Type IV (Severe—Structural Reconstruction)
These cases represent the end stage of septal collapse. They are compounded by bony vault disruption and severe contracture of the nasal lining often associated with major septal perforations. Septal collapse has occurred resulting in cartilage vault depression and columellar shortening. The nasal tip has lost its projection and the nostrils are broad. There is no support to the vestibular and nostril valves with dramatic compromise of the external airway. The nasal loblule is often rotated upward. The nose is short in absolute terms and further emphasized by an acute nasolabial angle. Depression of the bony vault is a major factor that may limit support for the reconstruction.
TYPE V (Catastrophic—Nasal Reconstruction)

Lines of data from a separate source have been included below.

//! Health check endpoints

use axum::Json;
use serde::Serialize;
use utoipa::ToSchema;

#[derive(Serialize, ToSchema)]
pub struct HealthResponse {
    /// Current status of the service
    pub status: String,
    /// Version of the service
    pub version: String,
}

/// Health check endpoint
#[utoipa::path(
    get,
    path = "/health",
    tag = "health",
    responses(
        (status = 200, description = "Service is healthy", body = HealthResponse)
    )
)]
pub async fn health_check() -> Json<HealthResponse> {
    Json(HealthResponse {
        status: "healthy".to_string(),
        version: env!("CARGO_PKG_VERSION").to_string(),
    })
}

/// Readiness check endpoint
#[utoipa::path(
    get,
    path = "/ready",
    tag = "health",
    responses(
        (status = 200, description = "Service is ready", body = HealthResponse)
    )
)]
pub async fn readiness_check() -> Json<HealthResponse> {
    Json(HealthResponse {
        status: "ready".to_string(),
        version: env!("CARGO_PKG_VERSION").to_string(),
    })
}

The majority of these cases have progressed from reconstructive aesthetic rhinoplasty to aesthetic reconstruction of the nose and its adjacent tissues. Many will require forehead flaps for either lining or skin coverage. Equally significant, the bony deformity extends farther into the facial skeleton, warranting some type of degloving approach and extensive bone grafting and/or plating. These cases are best referred to surgeons who have a high degree of special expertise.
Treatment
The surgical correction of saddle nose deformity should be approached and planned in the same intricate manner as any major nasal reconstruction case. Burget and Mennick have worked extensively to develop an algorithmic approach to rebuilding complex nasal defects. Preoperative deficiencies in bony and cartilaginous support, internal nasal lining, and external coverage must all be determined. Less severe deformities, where supporting structures remain strong, can be simply treated with dorsal onlay grafts. When upper lateral cartilage weakness exists, middle vault integrity must be reestablished. Spreader grafts help restore the internal nasal valve ( Figures 23-1 and 23-2 ); severe upper lateral cartilage collapse may require replacement Batten grafts. Obviously every patient will be unique in all of these categories, dictating a slightly different plan for each operation. The basic components to consider follow:
- 1
Reestablishing support: When the quadrangular cartilage is no longer able to support the nasal roof, it must be either buttressed or, better yet, replaced. Autologous rib cartilage is the ideal material for this purpose since it is abundant in supply and extremely strong in form.
- 2
Addressing the airway: As the degree of saddling becomes more severe, there appears to be an increasing need for restoration of both the internal and external nasal valves. Spreader grafts must be used as part of the reconstruction, frequently in concert with the septal support and/or replacement grafts. When external valve collapse occurs or the upper lateral cartilages are no longer sufficient, batten grafts should be used to reestablish the requisite support. With severe scarring, as occurs in the multiply operated patient and the advanced cocaine nose, large batten grafts from the eighth costal cartilage frequently work the best. For patients with compromised nasal lining and alar retraction, skin–cartilage ear composite grafts work well to augment the lining and prevent recurrent retraction. In severe cases, the addition of alar rim grafts may be necessary.
- 3
The nasal tip: Support is essential. With the exception of septal replacement grafts, the columellar strut is the most important determinant of long-term tip support and projection ( Figure 23-3 ). In saddle noses, the scarring is severe and ear cartilage clearly lacks the requisite strength to resist the inevitable contractile forces of the skin envelope. A large post of costal cartilage works extremely well as a columellar strut. For the best aesthetic reconstruction, it is wise to place this graft as a stand-alone graft instead of incorporating it or attaching it to the septal replacement graft. Once the support is reestablished, then the tip structure can be defined by either suturing the existing alar cartilages or replacing them with tip grafts.